Even that death wish sophomores
are nouveau-glib about
reaches for a change of notice.
“I’ll have you know,” it will say
thirty years later to its son,
“I was once widely recognized
for the quality of my death wish.”
That was before three years
of navel-reading with a guru
who reluctantly concluded
some souls are bank tellers;
perhaps more than one would think
at the altitude of Intro.
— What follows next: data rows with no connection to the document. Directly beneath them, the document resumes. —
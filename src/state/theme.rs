//! Shared light/dark theme

use std::fmt;

/// Presentation mode shared by every panel
#[derive(Debug, Clone, Copy, PartialEq, Eq, Default)]
pub enum ThemeMode {
    #[default]
    Light,
    Dark,
}

impl ThemeMode {
    pub fn toggle(&self) -> Self {
        match self {
            Self::Light => Self::Dark,
            Self::Dark => Self::Light,
        }
    }

    pub fn label(&self) -> &'static str {
        match self {
            Self::Light => "light",
            Self::Dark => "dark",
        }
    }
}

impl fmt::Display for ThemeMode {
    fn fmt(&self, f: &mut fmt::Formatter<'_>) -> fmt::Result {
        f.write_str(self.label())
    }
}

/// Holds the current theme mode for the whole page.
///
/// Built once by the app and handed by reference to every panel that
/// draws with it. Nothing outside [`ThemeStore::toggle`] writes the mode,
/// and a fresh store always starts out [`ThemeMode::Light`].
#[derive(Debug, Clone, Default)]
pub struct ThemeStore {
    mode: ThemeMode,
}

impl ThemeStore {
    pub fn new() -> Self {
        Self::default()
    }

    pub fn mode(&self) -> ThemeMode {
        self.mode
    }

    /// Flip between light and dark, returning the new mode
    pub fn toggle(&mut self) -> ThemeMode {
        self.mode = self.mode.toggle();
        tracing::debug!("theme toggled to {}", self.mode);
        self.mode
    }
}

#[cfg(test)]
mod tests {
    use super::*;

    #[test]
    fn test_new_store_starts_light() {
        let store = ThemeStore::new();
        assert_eq!(store.mode(), ThemeMode::Light);
    }

    #[test]
    fn test_toggle_flips_and_returns_new_mode() {
        let mut store = ThemeStore::new();
        assert_eq!(store.toggle(), ThemeMode::Dark);
        assert_eq!(store.mode(), ThemeMode::Dark);
        assert_eq!(store.toggle(), ThemeMode::Light);
    }

    #[test]
    fn test_toggle_parity() {
        for n in 0..12 {
            let mut store = ThemeStore::new();
            for _ in 0..n {
                store.toggle();
            }
            let expected = if n % 2 == 0 {
                ThemeMode::Light
            } else {
                ThemeMode::Dark
            };
            assert_eq!(store.mode(), expected, "after {n} toggles");
        }
    }

    #[test]
    fn test_mode_toggle_is_involution() {
        assert_eq!(ThemeMode::Light.toggle().toggle(), ThemeMode::Light);
        assert_eq!(ThemeMode::Dark.toggle().toggle(), ThemeMode::Dark);
    }

    #[test]
    fn test_mode_display() {
        assert_eq!(ThemeMode::Light.to_string(), "light");
        assert_eq!(ThemeMode::Dark.to_string(), "dark");
    }
}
Psych.,
or turned on to a first raga,
or joining Polyglots Anonymous.
One trouble with this year’s
avant-garde is that it has already
taken it fifty years to be behind
the avant-garde of the twenties
with the Crash yet to come.
And even free souls buy wives,
fall in love with automobiles,
and marry a mortgage.
At fifty, semisustained by bourbon,
you wonder what the kids see
in that Galactic Twang
they dance the Cosmic Konk to.
You will have forgotten such energy,
its illusion of violent freedoms.
You must suffer memory
to understanding in the blare
of a music that tires you.
There does come a death wish,
but you will be trapped by your
begetting, love what you have given,
be left waiting in a noise
for the word that must be whispered.
No one can wish nothing. You can
learn to wish for so little
a word might turn you
all the bent ways to love, its mercies
practiced, its one day at a time
begun and lived and slept on and begun.